→ **What to work on**
Take the listing below and print exactly the lines starting at the line containing "for user input" and ending at the line containing "other agent-level event", both ends included, and no others.
* * * * * * * * *
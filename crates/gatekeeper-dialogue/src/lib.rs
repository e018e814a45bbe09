//! Gatekeeper Dialogue Engine
//!
//! This crate provides the concrete turn-taking engine behind a session:
//! - Round-robin group chat with a turn limit
//! - User proxy and model-backed assistant participants
//! - Text-mention termination
//! - The gatekeeper prompts and team factory

pub mod chat;
pub mod participant;
pub mod prompts;
pub mod termination;

pub use chat::RoundRobinChat;
pub use participant::{AssistantAgent, Participant, TurnContext, UserProxy};
pub use prompts::{ASSISTANT_NAME, CANDIDATE_NAME, DEFAULT_MAX_TURNS, TASK, gatekeeper_team};
pub use termination::TextMentionTermination;
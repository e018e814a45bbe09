//! Integration tests for the OpenAI-compatible connector using wiremock
//!
//! These tests mock the chat completions API to verify the connector's HTTP behavior.

use gatekeeper_core::{
    engine::ChatModel,
    message::{ChatRequest, ChatRole, ChatTurn},
};
use gatekeeper_egress::{
    client::HttpClientConfig,
    openai::{OpenAIConfig, OpenAIConnector},
};
use wiremock::{
    Mock, MockServer, ResponseTemplate,
    matchers::{body_partial_json, header, method, path},
};

fn test_config(base_url: String) -> OpenAIConfig {
    OpenAIConfig {
        api_key: "test-key".to_string(),
        base_url,
        model: "gemini-2.0-flash".to_string(),
        client_config: HttpClientConfig {
            max_retries: 1,
            ..Default::default()
        },
    }
}

fn completion_body(content: &str) -> serde_json::Value {
    serde_json::json!({
        "id": "chatcmpl-123",
        "object": "chat.completion",
        "created": 1234567890,
        "model": "gemini-2.0-flash",
        "choices": [{
            "index": 0,
            "message": {"role": "assistant", "content": content},
            "finish_reason": "stop"
        }],
        "usage": {"prompt_tokens": 10, "completion_tokens": 5, "total_tokens": 15}
    })
}

fn simple_request(text: &str) -> ChatRequest {
    ChatRequest {
        messages: vec![
            ChatTurn::new(ChatRole::System, "You are unhelpful."),
            ChatTurn::new(ChatRole::User, text),
        ],
        temperature: None,
    }
}

#[tokio::test]
async fn test_complete_success() {
    let mock_server = MockServer::start().await;

    Mock::given(method("POST"))
        .and(path("/chat/completions"))
        .and(header("authorization", "Bearer test-key"))
        .and(body_partial_json(serde_json::json!({
            "model": "gemini-2.0-flash",
            "messages": [
                {"role": "system", "content": "You are unhelpful."},
                {"role": "user", "content": "hello"}
            ]
        })))
        .respond_with(ResponseTemplate::new(200).set_body_json(completion_body("Whatever.")))
        .expect(1)
        .mount(&mock_server)
        .await;

    let connector = OpenAIConnector::new(test_config(mock_server.uri())).unwrap();
    let completion = connector.complete(simple_request("hello")).await.unwrap();

    assert_eq!(completion.content, "Whatever.");
    assert_eq!(completion.usage.unwrap().total_tokens, 15);
    assert_eq!(connector.model_name(), "gemini-2.0-flash");
}

#[tokio::test]
async fn test_complete_client_error_is_not_retried() {
    let mock_server = MockServer::start().await;

    Mock::given(method("POST"))
        .and(path("/chat/completions"))
        .respond_with(ResponseTemplate::new(400).set_body_string("bad request"))
        .expect(1)
        .mount(&mock_server)
        .await;

    let connector = OpenAIConnector::new(test_config(mock_server.uri())).unwrap();
    let err = connector.complete(simple_request("hello")).await.unwrap_err();

    assert!(err.to_string().contains("400"));
}

#[tokio::test]
async fn test_complete_server_error_is_retried() {
    let mock_server = MockServer::start().await;

    Mock::given(method("POST"))
        .and(path("/chat/completions"))
        .respond_with(ResponseTemplate::new(503).set_body_string("overloaded"))
        .expect(2)
        .mount(&mock_server)
        .await;

    let connector = OpenAIConnector::new(test_config(mock_server.uri())).unwrap();
    let err = connector.complete(simple_request("hello")).await.unwrap_err();

    assert!(err.to_string().contains("503"));
}

#[tokio::test]
async fn test_list_models() {
    let mock_server = MockServer::start().await;

    Mock::given(method("GET"))
        .and(path("/models"))
        .and(header("authorization", "Bearer test-key"))
        .respond_with(ResponseTemplate::new(200).set_body_json(serde_json::json!({
            "object": "list",
            "data": [
                {"id": "models/gemini-2.0-flash", "object": "model", "owned_by": "google"},
                {"id": "models/gemini-1.5-pro", "object": "model"}
            ]
        })))
        .mount(&mock_server)
        .await;

    let connector = OpenAIConnector::new(test_config(mock_server.uri())).unwrap();
    let models = connector.list_models().await.unwrap();

    assert_eq!(models.len(), 2);
    assert_eq!(models[0].id, "models/gemini-2.0-flash");
    assert_eq!(models[0].owned_by.as_deref(), Some("google"));
    assert!(models[1].owned_by.is_none());
}

#[tokio::test]
async fn test_list_models_unauthorized() {
    let mock_server = MockServer::start().await;

    Mock::given(method("GET"))
        .and(path("/models"))
        .respond_with(ResponseTemplate::new(401).set_body_string("invalid key"))
        .mount(&mock_server)
        .await;

    let connector = OpenAIConnector::new(test_config(mock_server.uri())).unwrap();
    let err = connector.list_models().await.unwrap_err();

    assert!(err.to_string().contains("401"));
    assert!(err.to_string().contains("invalid key"));
}
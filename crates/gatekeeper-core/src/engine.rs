//! Dialogue engine abstractions
//!
//! A dialogue engine turns a task into a stream of [`EngineItem`]s. Whenever a
//! participant needs a line from the human side it pulls one through an
//! [`InputProvider`]. Model calls go through a [`ChatModel`].

use crate::{
    InputError, Result,
    message::{ChatCompletion, ChatMessage, ChatRequest},
};
use futures::Stream;
use std::{pin::Pin, sync::Arc};
use tokio_util::sync::CancellationToken;

/// Stream of items produced by a running dialogue
pub type EngineStream = Pin<Box<dyn Stream<Item = Result<EngineItem>> + Send>>;

/// One item produced by a dialogue engine
#[derive(Debug, Clone, PartialEq)]
pub enum EngineItem {
    /// A finalized chat message
    Message(ChatMessage),

    /// A participant is about to wait for user input
    InputRequested { source: String },

    /// Partial model output; the finalized message follows separately
    StreamingChunk { source: String, content: String },

    /// Any other agent-level event
    Agent(AgentEvent),

    /// The dialogue has stopped
    Result(TaskResult),
}

/// Agent-level event that is neither a message nor an input request
#[derive(Debug, Clone, PartialEq, Eq)]
pub struct AgentEvent {
    pub source: String,
    pub kind: String,
    pub content: String,
}

impl AgentEvent {
    pub fn to_text(&self) -> String {
        format!("[{}] {}", self.kind, self.content)
    }
}

/// Final result of a dialogue
#[derive(Debug, Clone, Default, PartialEq, Eq)]
pub struct TaskResult {
    /// Every message exchanged, task message first
    pub messages: Vec<ChatMessage>,

    /// Why the dialogue stopped
    pub stop_reason: Option<String>,
}

/// Supplies user lines to a running dialogue
#[async_trait::async_trait]
pub trait InputProvider: Send + Sync {
    /// Wait for the next user line.
    ///
    /// If `cancel` fires first the wait is abandoned with
    /// [`InputError::Cancelled`] and no queued line is consumed.
    async fn next_input(
        &self,
        prompt: &str,
        cancel: Option<CancellationToken>,
    ) -> std::result::Result<String, InputError>;
}

/// A turn-taking dialogue engine
pub trait DialogueEngine: Send + Sync {
    /// Start a dialogue for `task`. The returned stream ends after a
    /// [`EngineItem::Result`] or the first error.
    fn run_stream(
        &self,
        task: String,
        input: Arc<dyn InputProvider>,
        cancel: CancellationToken,
    ) -> EngineStream;
}

/// A chat completion model
#[async_trait::async_trait]
pub trait ChatModel: Send + Sync {
    /// Send a non-streaming completion request
    async fn complete(&self, request: ChatRequest) -> Result<ChatCompletion>;

    /// Model identifier used for requests
    fn model_name(&self) -> &str;
}

#[cfg(test)]
mod tests {
    use super::*;

    #[test]
    fn test_agent_event_to_text() {
        let event = AgentEvent {
            source: "unhelpful_assistant".to_string(),
            kind: "tool_call".to_string(),
            content: "lookup(\"yes\")".to_string(),
        };
        assert_eq!(event.to_text(), "[tool_call] lookup(\"yes\")");
    }

    #[test]
    fn test_task_result_default_has_no_stop_reason() {
        let result = TaskResult::default();
        assert!(result.messages.is_empty());
        assert!(result.stop_reason.is_none());
    }
}
//! Session settings

use serde::{Deserialize, Serialize};

#[derive(Debug, Clone, PartialEq, Serialize, Deserialize)]
pub struct SessionConfig {
    /// Role of the synthetic greeting emitted when a session starts
    #[serde(default = "default_greeting_role")]
    pub greeting_role: String,

    #[serde(default = "default_greeting_message")]
    pub greeting_message: String,

    /// Sessions untouched for this long are evicted. 0 disables the reaper.
    #[serde(default = "default_idle_ttl_secs")]
    pub idle_ttl_secs: u64,

    #[serde(default = "default_reap_interval_secs")]
    pub reap_interval_secs: u64,

    #[serde(default = "default_max_sessions")]
    pub max_sessions: usize,
}

impl Default for SessionConfig {
    fn default() -> Self {
        Self {
            greeting_role: default_greeting_role(),
            greeting_message: default_greeting_message(),
            idle_ttl_secs: default_idle_ttl_secs(),
            reap_interval_secs: default_reap_interval_secs(),
            max_sessions: default_max_sessions(),
        }
    }
}

fn default_greeting_role() -> String {
    "greeting_assistant".to_string()
}

fn default_greeting_message() -> String {
    "Hello there!".to_string()
}

fn default_idle_ttl_secs() -> u64 {
    30 * 60
}

fn default_reap_interval_secs() -> u64 {
    60
}

fn default_max_sessions() -> usize {
    1000
}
* * * * * * * * *
→ **Expected answer**
    /// A participant is about to wait for user input
    InputRequested { source: String },

    /// Partial model output; the finalized message follows separately
    StreamingChunk { source: String, content: String },

    /// Any other agent-level event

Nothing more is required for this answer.